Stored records
--

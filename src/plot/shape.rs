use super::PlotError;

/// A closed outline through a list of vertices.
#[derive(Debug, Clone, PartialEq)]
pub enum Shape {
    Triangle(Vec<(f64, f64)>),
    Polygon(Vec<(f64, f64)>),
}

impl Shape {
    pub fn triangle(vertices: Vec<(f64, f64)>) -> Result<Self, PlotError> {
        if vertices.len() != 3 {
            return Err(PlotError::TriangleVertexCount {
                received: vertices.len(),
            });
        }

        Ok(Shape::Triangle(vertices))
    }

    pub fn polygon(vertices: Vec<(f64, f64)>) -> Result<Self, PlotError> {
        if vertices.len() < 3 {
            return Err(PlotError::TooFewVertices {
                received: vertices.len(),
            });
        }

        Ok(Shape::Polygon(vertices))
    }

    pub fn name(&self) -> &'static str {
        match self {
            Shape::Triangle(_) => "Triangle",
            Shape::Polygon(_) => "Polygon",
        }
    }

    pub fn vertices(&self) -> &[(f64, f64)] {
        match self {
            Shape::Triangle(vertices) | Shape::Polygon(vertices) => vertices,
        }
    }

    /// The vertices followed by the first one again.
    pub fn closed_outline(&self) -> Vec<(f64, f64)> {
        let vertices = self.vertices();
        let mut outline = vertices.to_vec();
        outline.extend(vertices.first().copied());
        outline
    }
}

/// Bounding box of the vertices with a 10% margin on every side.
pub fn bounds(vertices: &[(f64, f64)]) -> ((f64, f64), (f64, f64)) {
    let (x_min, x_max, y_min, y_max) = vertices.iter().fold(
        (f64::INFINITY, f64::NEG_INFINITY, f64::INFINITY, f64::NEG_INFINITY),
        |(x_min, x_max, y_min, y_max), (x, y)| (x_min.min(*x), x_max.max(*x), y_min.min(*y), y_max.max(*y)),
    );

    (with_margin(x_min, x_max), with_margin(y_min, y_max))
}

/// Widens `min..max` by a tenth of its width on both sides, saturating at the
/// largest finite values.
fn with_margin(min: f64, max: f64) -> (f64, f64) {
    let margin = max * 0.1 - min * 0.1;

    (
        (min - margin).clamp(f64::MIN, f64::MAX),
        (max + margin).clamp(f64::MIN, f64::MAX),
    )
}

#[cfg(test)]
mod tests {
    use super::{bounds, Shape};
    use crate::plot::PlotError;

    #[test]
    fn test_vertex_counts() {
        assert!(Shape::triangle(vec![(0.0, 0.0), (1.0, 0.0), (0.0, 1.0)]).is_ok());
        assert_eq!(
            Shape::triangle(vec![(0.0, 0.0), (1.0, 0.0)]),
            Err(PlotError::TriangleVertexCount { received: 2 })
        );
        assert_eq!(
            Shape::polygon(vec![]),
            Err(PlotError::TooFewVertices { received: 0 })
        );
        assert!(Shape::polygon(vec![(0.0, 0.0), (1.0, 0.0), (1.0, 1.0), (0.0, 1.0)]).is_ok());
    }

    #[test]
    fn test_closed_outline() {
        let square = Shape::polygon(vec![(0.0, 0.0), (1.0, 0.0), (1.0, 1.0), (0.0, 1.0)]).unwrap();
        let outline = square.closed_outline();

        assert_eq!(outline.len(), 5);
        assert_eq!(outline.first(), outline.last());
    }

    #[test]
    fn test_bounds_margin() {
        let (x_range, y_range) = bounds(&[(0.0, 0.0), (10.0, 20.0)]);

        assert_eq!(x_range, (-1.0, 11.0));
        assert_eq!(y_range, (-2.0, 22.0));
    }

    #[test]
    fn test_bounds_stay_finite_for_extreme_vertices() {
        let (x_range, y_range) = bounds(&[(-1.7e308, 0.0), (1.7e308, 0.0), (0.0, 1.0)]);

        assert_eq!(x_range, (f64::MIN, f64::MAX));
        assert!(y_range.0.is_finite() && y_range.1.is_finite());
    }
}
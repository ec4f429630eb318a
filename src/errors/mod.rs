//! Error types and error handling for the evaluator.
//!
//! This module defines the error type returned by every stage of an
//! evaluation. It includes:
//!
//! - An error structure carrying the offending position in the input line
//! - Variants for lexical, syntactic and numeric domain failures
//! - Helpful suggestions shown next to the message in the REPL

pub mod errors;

--

Aim of the exercise:
Retrieve each line of the data in which the word "TooFewVertices" can be found.

Exercise output:
            return Err(PlotError::TooFewVertices {
            Err(PlotError::TooFewVertices { received: 0 })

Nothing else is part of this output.